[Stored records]
"""

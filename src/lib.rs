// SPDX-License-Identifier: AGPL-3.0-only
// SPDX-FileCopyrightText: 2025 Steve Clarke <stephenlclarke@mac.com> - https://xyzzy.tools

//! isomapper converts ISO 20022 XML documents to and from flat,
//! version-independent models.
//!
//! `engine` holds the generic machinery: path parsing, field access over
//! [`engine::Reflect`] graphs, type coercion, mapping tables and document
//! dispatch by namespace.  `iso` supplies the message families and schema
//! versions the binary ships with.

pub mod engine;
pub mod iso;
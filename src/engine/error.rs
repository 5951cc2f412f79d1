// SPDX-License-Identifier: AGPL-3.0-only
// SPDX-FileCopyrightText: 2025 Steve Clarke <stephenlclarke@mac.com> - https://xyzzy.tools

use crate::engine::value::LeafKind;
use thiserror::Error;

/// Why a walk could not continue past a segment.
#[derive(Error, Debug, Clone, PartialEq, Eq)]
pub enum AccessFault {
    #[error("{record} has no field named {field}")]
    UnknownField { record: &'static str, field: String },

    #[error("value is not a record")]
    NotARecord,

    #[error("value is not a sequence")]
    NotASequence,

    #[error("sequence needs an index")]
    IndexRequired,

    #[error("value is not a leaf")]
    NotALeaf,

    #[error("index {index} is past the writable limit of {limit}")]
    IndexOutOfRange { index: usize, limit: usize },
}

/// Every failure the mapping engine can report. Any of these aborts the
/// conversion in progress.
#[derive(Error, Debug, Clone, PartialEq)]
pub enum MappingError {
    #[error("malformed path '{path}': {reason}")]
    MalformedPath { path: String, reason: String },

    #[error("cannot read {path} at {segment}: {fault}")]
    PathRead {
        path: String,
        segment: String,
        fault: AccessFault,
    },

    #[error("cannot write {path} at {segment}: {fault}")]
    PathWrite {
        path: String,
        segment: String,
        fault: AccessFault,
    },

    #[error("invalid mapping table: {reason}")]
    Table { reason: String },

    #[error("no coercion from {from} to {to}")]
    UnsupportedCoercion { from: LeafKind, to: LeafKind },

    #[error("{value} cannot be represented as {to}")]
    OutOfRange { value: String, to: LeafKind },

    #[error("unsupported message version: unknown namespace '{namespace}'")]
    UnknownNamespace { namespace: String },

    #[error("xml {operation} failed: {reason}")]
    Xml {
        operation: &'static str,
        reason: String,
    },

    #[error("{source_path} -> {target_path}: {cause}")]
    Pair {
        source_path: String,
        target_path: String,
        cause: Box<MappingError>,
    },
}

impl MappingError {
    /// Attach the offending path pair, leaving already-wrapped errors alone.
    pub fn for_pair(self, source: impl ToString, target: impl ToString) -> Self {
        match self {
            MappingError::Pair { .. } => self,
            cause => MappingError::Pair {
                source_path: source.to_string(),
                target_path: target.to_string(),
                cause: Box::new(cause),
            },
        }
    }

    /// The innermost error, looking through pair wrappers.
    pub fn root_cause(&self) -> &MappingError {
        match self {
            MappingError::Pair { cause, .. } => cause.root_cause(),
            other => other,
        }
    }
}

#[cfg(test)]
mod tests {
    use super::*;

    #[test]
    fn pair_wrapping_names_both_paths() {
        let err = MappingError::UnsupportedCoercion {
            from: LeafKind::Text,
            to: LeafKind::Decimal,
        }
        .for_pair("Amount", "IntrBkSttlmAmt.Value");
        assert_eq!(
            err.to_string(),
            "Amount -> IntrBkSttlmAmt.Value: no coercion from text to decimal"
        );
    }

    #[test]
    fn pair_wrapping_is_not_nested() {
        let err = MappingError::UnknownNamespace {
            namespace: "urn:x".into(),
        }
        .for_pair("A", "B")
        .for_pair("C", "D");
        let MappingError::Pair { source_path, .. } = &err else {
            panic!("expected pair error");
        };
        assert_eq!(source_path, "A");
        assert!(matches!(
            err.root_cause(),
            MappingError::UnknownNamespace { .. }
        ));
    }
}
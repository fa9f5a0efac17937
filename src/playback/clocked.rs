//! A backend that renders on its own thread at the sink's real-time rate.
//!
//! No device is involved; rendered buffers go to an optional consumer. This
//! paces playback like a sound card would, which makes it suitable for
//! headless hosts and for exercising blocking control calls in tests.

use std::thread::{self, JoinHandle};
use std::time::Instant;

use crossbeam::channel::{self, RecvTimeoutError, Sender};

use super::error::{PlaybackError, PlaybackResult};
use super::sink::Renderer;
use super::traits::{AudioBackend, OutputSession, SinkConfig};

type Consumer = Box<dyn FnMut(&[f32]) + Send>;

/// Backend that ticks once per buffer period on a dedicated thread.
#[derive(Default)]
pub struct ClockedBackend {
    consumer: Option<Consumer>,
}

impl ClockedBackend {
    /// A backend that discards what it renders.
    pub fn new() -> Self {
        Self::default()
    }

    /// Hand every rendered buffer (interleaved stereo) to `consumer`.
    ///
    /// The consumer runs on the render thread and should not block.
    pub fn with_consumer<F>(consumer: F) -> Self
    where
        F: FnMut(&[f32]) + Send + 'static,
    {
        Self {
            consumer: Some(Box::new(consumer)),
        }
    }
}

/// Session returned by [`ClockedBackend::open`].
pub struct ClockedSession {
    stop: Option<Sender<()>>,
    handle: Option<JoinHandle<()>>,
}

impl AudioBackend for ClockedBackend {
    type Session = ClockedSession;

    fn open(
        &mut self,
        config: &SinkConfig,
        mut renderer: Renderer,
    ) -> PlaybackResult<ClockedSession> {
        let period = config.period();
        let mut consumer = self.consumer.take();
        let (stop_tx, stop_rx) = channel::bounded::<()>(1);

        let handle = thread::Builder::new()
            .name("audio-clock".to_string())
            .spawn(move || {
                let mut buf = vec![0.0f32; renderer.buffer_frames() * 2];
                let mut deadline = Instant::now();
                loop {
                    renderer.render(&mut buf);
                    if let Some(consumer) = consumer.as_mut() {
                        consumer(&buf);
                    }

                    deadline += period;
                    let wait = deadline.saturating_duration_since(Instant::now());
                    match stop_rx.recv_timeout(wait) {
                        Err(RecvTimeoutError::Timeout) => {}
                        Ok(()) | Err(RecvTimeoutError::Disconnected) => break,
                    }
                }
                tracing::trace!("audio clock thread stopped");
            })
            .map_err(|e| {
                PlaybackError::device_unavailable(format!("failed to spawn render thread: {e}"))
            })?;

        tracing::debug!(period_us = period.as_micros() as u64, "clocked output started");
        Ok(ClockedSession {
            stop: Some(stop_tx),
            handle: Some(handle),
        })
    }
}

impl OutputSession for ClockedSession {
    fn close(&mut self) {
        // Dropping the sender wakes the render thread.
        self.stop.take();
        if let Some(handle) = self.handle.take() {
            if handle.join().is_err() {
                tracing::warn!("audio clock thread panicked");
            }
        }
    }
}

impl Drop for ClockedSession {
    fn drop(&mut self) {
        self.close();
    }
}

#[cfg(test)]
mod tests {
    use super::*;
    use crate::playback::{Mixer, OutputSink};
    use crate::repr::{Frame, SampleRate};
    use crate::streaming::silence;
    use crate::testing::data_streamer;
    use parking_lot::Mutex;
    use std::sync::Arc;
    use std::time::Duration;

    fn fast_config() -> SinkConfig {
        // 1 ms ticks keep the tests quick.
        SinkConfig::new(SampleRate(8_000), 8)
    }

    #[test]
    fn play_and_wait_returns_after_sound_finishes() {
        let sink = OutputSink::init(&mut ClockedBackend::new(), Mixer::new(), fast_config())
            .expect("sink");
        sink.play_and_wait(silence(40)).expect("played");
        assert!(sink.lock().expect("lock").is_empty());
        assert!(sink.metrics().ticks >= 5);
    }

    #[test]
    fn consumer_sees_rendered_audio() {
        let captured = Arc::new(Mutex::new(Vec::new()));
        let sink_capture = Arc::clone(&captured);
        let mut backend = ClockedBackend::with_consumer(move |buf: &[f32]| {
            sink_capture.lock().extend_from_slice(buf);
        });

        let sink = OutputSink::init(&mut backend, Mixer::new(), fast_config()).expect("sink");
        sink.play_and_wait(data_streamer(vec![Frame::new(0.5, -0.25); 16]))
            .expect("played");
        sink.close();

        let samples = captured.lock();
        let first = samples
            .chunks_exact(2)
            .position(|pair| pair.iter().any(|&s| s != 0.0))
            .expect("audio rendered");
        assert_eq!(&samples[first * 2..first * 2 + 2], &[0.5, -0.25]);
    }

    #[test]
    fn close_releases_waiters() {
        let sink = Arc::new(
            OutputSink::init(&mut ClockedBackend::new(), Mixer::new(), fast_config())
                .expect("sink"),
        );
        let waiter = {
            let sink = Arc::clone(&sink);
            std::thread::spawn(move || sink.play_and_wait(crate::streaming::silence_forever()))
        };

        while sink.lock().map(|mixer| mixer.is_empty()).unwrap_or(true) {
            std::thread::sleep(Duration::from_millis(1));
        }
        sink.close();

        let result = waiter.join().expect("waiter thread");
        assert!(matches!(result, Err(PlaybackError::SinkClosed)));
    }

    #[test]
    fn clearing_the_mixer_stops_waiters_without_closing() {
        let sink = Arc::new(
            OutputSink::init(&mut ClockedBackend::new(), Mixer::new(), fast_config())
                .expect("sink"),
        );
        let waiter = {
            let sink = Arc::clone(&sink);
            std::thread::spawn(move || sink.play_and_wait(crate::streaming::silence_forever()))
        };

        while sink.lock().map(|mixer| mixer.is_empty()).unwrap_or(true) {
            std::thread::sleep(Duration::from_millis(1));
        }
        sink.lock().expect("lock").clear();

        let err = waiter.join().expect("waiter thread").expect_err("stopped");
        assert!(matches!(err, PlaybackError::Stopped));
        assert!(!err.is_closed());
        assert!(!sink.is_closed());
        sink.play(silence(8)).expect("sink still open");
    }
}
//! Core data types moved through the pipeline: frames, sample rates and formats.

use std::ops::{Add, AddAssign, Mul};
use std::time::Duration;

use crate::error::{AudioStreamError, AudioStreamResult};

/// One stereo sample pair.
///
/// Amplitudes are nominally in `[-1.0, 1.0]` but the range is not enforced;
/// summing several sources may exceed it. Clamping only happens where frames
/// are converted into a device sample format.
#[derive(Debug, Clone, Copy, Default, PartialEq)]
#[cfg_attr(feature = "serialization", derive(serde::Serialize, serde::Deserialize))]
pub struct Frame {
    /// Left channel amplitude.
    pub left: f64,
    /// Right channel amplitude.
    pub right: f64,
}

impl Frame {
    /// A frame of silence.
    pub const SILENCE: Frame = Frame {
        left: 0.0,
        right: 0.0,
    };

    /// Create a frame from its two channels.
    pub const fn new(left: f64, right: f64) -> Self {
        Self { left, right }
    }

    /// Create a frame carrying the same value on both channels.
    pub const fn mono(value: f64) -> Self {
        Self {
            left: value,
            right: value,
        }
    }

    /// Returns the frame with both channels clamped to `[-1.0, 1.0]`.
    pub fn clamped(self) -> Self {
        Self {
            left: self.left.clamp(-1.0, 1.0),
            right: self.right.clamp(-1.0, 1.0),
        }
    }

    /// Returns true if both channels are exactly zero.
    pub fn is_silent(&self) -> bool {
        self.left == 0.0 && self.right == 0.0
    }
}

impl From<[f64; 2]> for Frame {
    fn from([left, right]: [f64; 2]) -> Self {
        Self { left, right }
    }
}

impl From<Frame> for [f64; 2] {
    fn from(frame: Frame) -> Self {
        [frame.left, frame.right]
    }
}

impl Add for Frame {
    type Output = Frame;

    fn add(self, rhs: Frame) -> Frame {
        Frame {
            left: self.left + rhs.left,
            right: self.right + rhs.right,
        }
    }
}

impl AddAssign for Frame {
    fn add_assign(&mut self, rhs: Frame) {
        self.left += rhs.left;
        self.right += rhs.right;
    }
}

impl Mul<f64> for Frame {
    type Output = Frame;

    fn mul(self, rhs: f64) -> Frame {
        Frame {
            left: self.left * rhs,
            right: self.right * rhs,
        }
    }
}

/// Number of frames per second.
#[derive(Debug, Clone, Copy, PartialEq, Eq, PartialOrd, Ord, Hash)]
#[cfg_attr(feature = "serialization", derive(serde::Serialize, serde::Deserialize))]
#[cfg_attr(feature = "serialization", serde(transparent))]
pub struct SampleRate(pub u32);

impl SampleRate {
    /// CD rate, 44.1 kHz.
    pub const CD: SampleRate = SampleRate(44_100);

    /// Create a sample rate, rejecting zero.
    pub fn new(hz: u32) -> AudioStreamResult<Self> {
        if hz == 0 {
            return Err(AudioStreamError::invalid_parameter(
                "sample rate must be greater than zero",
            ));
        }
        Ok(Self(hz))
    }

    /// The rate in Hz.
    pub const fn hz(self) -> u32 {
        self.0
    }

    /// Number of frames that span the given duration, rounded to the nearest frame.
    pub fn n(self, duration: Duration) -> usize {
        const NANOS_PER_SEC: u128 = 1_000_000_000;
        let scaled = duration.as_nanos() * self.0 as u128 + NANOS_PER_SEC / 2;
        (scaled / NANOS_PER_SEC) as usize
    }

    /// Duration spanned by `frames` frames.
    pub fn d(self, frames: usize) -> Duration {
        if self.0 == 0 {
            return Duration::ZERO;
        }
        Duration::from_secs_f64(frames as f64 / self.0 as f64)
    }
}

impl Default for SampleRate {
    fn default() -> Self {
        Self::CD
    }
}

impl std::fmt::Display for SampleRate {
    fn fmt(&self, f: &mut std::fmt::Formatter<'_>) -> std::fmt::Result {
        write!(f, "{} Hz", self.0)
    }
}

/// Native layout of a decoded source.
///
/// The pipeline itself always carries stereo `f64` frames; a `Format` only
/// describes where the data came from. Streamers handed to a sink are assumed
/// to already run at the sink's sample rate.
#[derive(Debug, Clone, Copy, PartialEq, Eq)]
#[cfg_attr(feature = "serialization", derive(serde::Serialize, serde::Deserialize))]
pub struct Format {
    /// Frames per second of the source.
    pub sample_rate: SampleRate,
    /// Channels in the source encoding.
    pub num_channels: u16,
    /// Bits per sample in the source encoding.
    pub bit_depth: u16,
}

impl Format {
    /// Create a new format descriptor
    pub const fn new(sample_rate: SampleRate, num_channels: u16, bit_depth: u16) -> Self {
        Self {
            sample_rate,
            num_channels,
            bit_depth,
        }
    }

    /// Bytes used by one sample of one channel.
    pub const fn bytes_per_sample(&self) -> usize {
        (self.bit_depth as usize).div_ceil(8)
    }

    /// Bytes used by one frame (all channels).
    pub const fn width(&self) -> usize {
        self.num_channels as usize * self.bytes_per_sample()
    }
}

"""

• **Problem description**: What lines of the data include the word "ClockedSession"? Copy each of them.

• **Solution for this exercise**:
pub struct ClockedSession {
    type Session = ClockedSession;
    ) -> PlaybackResult<ClockedSession> {
        Ok(ClockedSession {
impl OutputSession for ClockedSession {
impl Drop for ClockedSession {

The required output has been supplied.